Bulimia is another type of eating disorder that affects athletes and physically active individuals and is more common than anorexia. Even though the athlete is often at or slightly above normal weight, bulimia can also be life-threatening. It is characterized by binge eating followed by an inappropriate compensatory act designed to prevent weight gain and, perhaps more importantly, to combat the person’s sense of being out of control. These compensatory acts include restricting food (dieting or fasting), vomiting, laxative or diuretic use, and exercise. A stereotypical binge involves eating large amounts in secret in a short period of time. In fact, people may or may not be especially secretive, and the amount of food constituting a binge is a matter of perception. People with bulimia who believe they have eaten too much may see even one too many cookies or slices of pizza as a binge. In response, they engage in one or more compensatory behaviors.
The results of this behavior include fluid and electrolyte imbalance, gastrointestinal difficulties, inflammation of the esophagus and parotid glands, dental conditions, visual disturbances, muscle weakness, and menstrual irregularities. Vomiting, laxatives, or diuretics usually are what cause the problems. From psychological and behavioral points of view, people with bulimia often exhibit excessive concern about body weight and shape, irritability, social withdrawal, depression, and impulsive behavior.
Binge Eating Disorder
A third category is binge eating disorder. Considered to be the most common eating disorder, it is characterized by eating in binges that result in emotional or physical discomfort similar to bulimia but without the obvious compensatory behaviors mentioned previously.

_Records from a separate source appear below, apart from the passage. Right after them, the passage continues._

//! # Scenario context
//!
//! A [`Scenario`] holds the per-request inputs of a decision query: evidence,
//! ordered targets (decision variables), ordered goals with directions, and a
//! shared read-only handle to the network they refer to. It is built through
//! [`ScenarioBuilder`], which validates every name against the network, and is
//! immutable afterwards.

use std::collections::BTreeMap;
use std::fmt;
use std::sync::Arc;

use doctorbn_frontend::Network;

use crate::engine::errors::ExecError;

/// Observed facts: variable → observed state.
pub type Evidence = BTreeMap<String, String>;

/// Whether a goal seeks or avoids its named state.
#[derive(Debug, Clone, Copy, PartialEq, Eq, Hash, Default)]
#[cfg_attr(feature = "serde", derive(serde::Serialize, serde::Deserialize))]
pub enum GoalDirection {
    /// Drive probability mass toward the desired state.
    #[default]
    #[cfg_attr(feature = "serde", serde(rename = "max", alias = "maximize"))]
    Maximize,
    /// Drive probability mass away from the named (undesired) state.
    #[cfg_attr(feature = "serde", serde(rename = "min", alias = "minimize"))]
    Minimize,
}

impl GoalDirection {
    /// `+1.0` for MAXIMIZE, `-1.0` for MINIMIZE.
    pub fn sign(self) -> f64 {
        match self {
            Self::Maximize => 1.0,
            Self::Minimize => -1.0,
        }
    }
}

impl fmt::Display for GoalDirection {
    fn fmt(&self, f: &mut fmt::Formatter<'_>) -> fmt::Result {
        match self {
            Self::Maximize => write!(f, "max"),
            Self::Minimize => write!(f, "min"),
        }
    }
}

/// An outcome variable with its named state and direction.
#[derive(Debug, Clone, PartialEq, Eq)]
#[cfg_attr(feature = "serde", derive(serde::Serialize, serde::Deserialize))]
pub struct Goal {
    pub variable: String,
    pub state: String,
    pub direction: GoalDirection,
}

impl Goal {
    pub fn new(
        variable: impl Into<String>,
        state: impl Into<String>,
        direction: GoalDirection,
    ) -> Self {
        Self {
            variable: variable.into(),
            state: state.into(),
            direction,
        }
    }
}

/// Validated, immutable inputs of one decision query.
#[derive(Debug, Clone)]
pub struct Scenario {
    network: Arc<Network>,
    evidence: Evidence,
    targets: Vec<String>,
    goals: Vec<Goal>,
}

impl Scenario {
    pub fn builder(network: Arc<Network>) -> ScenarioBuilder {
        ScenarioBuilder::new(network)
    }

    pub fn network(&self) -> &Network {
        &self.network
    }

    /// Shared handle to the network, for building related scenarios.
    pub fn network_handle(&self) -> Arc<Network> {
        Arc::clone(&self.network)
    }

    pub fn evidence(&self) -> &Evidence {
        &self.evidence
    }

    pub fn targets(&self) -> &[String] {
        &self.targets
    }

    pub fn goals(&self) -> &[Goal] {
        &self.goals
    }

    /// Goal variable names in declared order.
    pub fn goal_variables(&self) -> Vec<String> {
        goal_variables(&self.goals)
    }
}

pub(crate) fn goal_variables(goals: &[Goal]) -> Vec<String> {
    goals.iter().map(|g| g.variable.clone()).collect()
}

/// Builder for [`Scenario`]; all checks run in [`ScenarioBuilder::build`].
#[derive(Debug, Clone)]
pub struct ScenarioBuilder {
    network: Arc<Network>,
    evidence: Vec<(String, String)>,
    targets: Vec<String>,
    goals: Vec<Goal>,
}

impl ScenarioBuilder {
    pub fn new(network: Arc<Network>) -> Self {
        Self {
            network,
            evidence: Vec::new(),
            targets: Vec::new(),
            goals: Vec::new(),
        }
    }

    pub fn evidence(mut self, variable: impl Into<String>, state: impl Into<String>) -> Self {
        self.evidence.push((variable.into(), state.into()));
        self
    }

    pub fn evidences<I, K, V>(mut self, items: I) -> Self
    where
        I: IntoIterator<Item = (K, V)>,
        K: Into<String>,
        V: Into<String>,
    {
        self.evidence
            .extend(items.into_iter().map(|(k, v)| (k.into(), v.into())));
        self
    }

    pub fn target(mut self, variable: impl Into<String>) -> Self {
        self.targets.push(variable.into());
        self
    }

    pub fn targets<I, S>(mut self, items: I) -> Self
    where
        I: IntoIterator<Item = S>,
        S: Into<String>,
    {
        self.targets.extend(items.into_iter().map(Into::into));
        self
    }

    pub fn goal(
        mut self,
        variable: impl Into<String>,
        state: impl Into<String>,
        direction: GoalDirection,
    ) -> Self {
        self.goals.push(Goal::new(variable, state, direction));
        self
    }

    pub fn goals(mut self, goals: impl IntoIterator<Item = Goal>) -> Self {
        self.goals.extend(goals);
        self
    }

    pub fn build(self) -> Result<Scenario, ExecError> {
        let network = &self.network;

        let mut evidence = Evidence::new();
        for (variable, state) in self.evidence {
            check_assignment(network, &variable, &state)?;
            if let Some(previous) = evidence.get(&variable) {
                if *previous != state {
                    return Err(ExecError::ValidationError(format!(
                        "evidence for '{}' given as both '{}' and '{}'",
                        variable, previous, state
                    )));
                }
            }
            evidence.insert(variable, state);
        }

        let mut targets: Vec<String> = Vec::with_capacity(self.targets.len());
        for target in self.targets {
            check_variable(network, &target)?;
            if targets.contains(&target) {
                return Err(ExecError::ValidationError(format!(
                    "target '{}' listed twice",
                    target
                )));
            }
            if evidence.contains_key(&target) {
                return Err(ExecError::ValidationError(format!(
                    "target '{}' is already fixed by evidence",
                    target
                )));
            }
            targets.push(target);
        }

        check_goals(network, &self.goals, &evidence)?;
        if let Some(goal) = self.goals.iter().find(|g| targets.contains(&g.variable)) {
            return Err(ExecError::ValidationError(format!(
                "'{}' cannot be both a target and a goal",
                goal.variable
            )));
        }

        Ok(Scenario {
            network: self.network,
            evidence,
            targets,
            goals: self.goals,
        })
    }
}

pub(crate) fn check_variable(network: &Network, variable: &str) -> Result<(), ExecError> {
    if network.contains(variable) {
        Ok(())
    } else {
        Err(ExecError::UnknownVariable {
            variable: variable.to_string(),
        })
    }
}

pub(crate) fn check_assignment(
    network: &Network,
    variable: &str,
    state: &str,
) -> Result<(), ExecError> {
    check_variable(network, variable)?;
    match network.state_index(variable, state) {
        Some(_) => Ok(()),
        None => Err(ExecError::UnknownState {
            variable: variable.to_string(),
            state: state.to_string(),
        }),
    }
}

pub(crate) fn check_evidence(network: &Network, evidence: &Evidence) -> Result<(), ExecError> {
    evidence
        .iter()
        .try_for_each(|(variable, state)| check_assignment(network, variable, state))
}

/// Goals must exist, be unique, and not be fixed by `evidence`.
pub(crate) fn check_goals(
    network: &Network,
    goals: &[Goal],
    evidence: &Evidence,
) -> Result<(), ExecError> {
    if goals.is_empty() {
        return Err(ExecError::ValidationError(
            "at least one goal is required".into(),
        ));
    }
    for (i, goal) in goals.iter().enumerate() {
        check_assignment(network, &goal.variable, &goal.state)?;
        if goals[..i].iter().any(|g| g.variable == goal.variable) {
            return Err(ExecError::ValidationError(format!(
                "goal '{}' listed twice",
                goal.variable
            )));
        }
        if evidence.contains_key(&goal.variable) {
            return Err(ExecError::ValidationError(format!(
                "goal '{}' is already fixed by evidence",
                goal.variable
            )));
        }
    }
    Ok(())
}

/// Request-shaped scenario description, as received from a client.
///
/// Goal directions default to MAXIMIZE when omitted.
#[derive(Debug, Clone, Default, PartialEq)]
#[cfg_attr(feature = "serde", derive(serde::Serialize, serde::Deserialize))]
#[cfg_attr(feature = "serde", serde(rename_all = "camelCase", default))]
pub struct ScenarioSpec {
    #[cfg_attr(feature = "serde", serde(alias = "evidences"))]
    pub evidence: BTreeMap<String, String>,
    #[cfg_attr(feature = "serde", serde(alias = "target"))]
    pub targets: Vec<String>,
    pub goals: BTreeMap<String, String>,
    pub goal_directions: BTreeMap<String, GoalDirection>,
}

impl ScenarioSpec {
    /// Goals in name order with their directions resolved.
    pub fn goal_list(&self) -> Result<Vec<Goal>, ExecError> {
        if let Some(orphan) = self
            .goal_directions
            .keys()
            .find(|k| !self.goals.contains_key(*k))
        {
            return Err(ExecError::ValidationError(format!(
                "direction given for '{}', which is not a goal",
                orphan
            )));
        }
        Ok(self
            .goals
            .iter()
            .map(|(variable, state)| {
                let direction = self
                    .goal_directions
                    .get(variable)
                    .copied()
                    .unwrap_or_default();
                Goal::new(variable.clone(), state.clone(), direction)
            })
            .collect())
    }

    pub fn into_scenario(self, network: Arc<Network>) -> Result<Scenario, ExecError> {
        let goals = self.goal_list()?;
        Scenario::builder(network)
            .evidences(self.evidence)
            .targets(self.targets)
            .goals(goals)
            .build()
    }
}

#[cfg(test)]
mod tests {
    use super::*;
    use crate::testing::chain_network;

    #[test]
    fn build_validates_names_against_network() {
        let net = chain_network();

        let unknown = Scenario::builder(net.clone())
            .goal("C", "true", GoalDirection::Maximize)
            .build();
        assert!(matches!(unknown, Err(ExecError::UnknownVariable { .. })));

        let bad_state = Scenario::builder(net.clone())
            .evidence("A", "maybe")
            .goal("B", "true", GoalDirection::Maximize)
            .build();
        match bad_state {
            Err(ExecError::UnknownState { variable, state }) => {
                assert_eq!(variable, "A");
                assert_eq!(state, "maybe");
            }
            other => panic!("expected UnknownState, got {:?}", other),
        }
    }

    #[test]
    fn build_rejects_overlapping_roles() {
        let net = chain_network();
        let target_is_evidence = Scenario::builder(net.clone())
            .evidence("A", "true")
            .target("A")
            .goal("B", "true", GoalDirection::Maximize)
            .build();
        assert!(matches!(
            target_is_evidence,
            Err(ExecError::ValidationError(_))
        ));

        let goal_is_target = Scenario::builder(net.clone())
            .target("B")
            .goal("B", "true", GoalDirection::Maximize)
            .build();
        assert!(matches!(goal_is_target, Err(ExecError::ValidationError(_))));

        let no_goals = Scenario::builder(net).target("A").build();
        assert!(matches!(no_goals, Err(ExecError::ValidationError(_))));
    }

    #[test]
    fn scenarios_do_not_share_state() {
        let net = chain_network();
        let first = Scenario::builder(net.clone())
            .target("A")
            .goal("B", "true", GoalDirection::Maximize)
            .build()
            .expect("first");
        let second = Scenario::builder(net)
            .goal("B", "false", GoalDirection::Minimize)
            .build()
            .expect("second");

        assert_eq!(first.targets(), &["A".to_string()]);
        assert!(second.targets().is_empty());
        assert_eq!(first.goals()[0].state, "true");
        assert_eq!(second.goals()[0].direction, GoalDirection::Minimize);
    }

    #[test]
    fn spec_defaults_missing_directions_to_maximize() {
        let spec = ScenarioSpec {
            targets: vec!["A".into()],
            goals: BTreeMap::from([("B".to_string(), "true".to_string())]),
            ..ScenarioSpec::default()
        };
        let scenario = spec.into_scenario(chain_network()).expect("scenario");
        assert_eq!(scenario.goals()[0].direction, GoalDirection::Maximize);
    }
}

Treatment of Eating Disorders
Eating disorders of all types require a thorough assessment and interprofessional treatment. This treatment can be done on an outpatient basis, but inpatient stabilization may be needed for more serious problems that create life-threatening electrolyte imbalances or starvation. The athletic trainer should have an identified team in place for expediated referral and patient-centered treatment. The most effective treatment teams include medical, nutritional, and mental health practitioners. The antianxiety and depression medications described previously are used to treat underlying or comorbid conditions (see table 17.3 on medications). These medications are especially useful in treating the dysphoria associated with low self-esteem and disturbed identity, the anxiety that comes with changed eating behaviors (e.g., eating but not purging, fear of gaining weight), and the obsessive–compulsive nature of the disorder.
Group therapy—or more generally, milieu therapy—can help the patient to confront unrealistic expectations, maladaptive behaviors, and distorted thinking. Nutritionists work with patients with eating disorders to help them gain a more realistic understanding of the body’s physiology and nutritional needs and to establish expectations about diet and exercise. Individual and family therapy is especially helpful with children and adolescents, and it addresses dysfunctional social, cultural, and family dynamics within which eating behaviors are often embedded.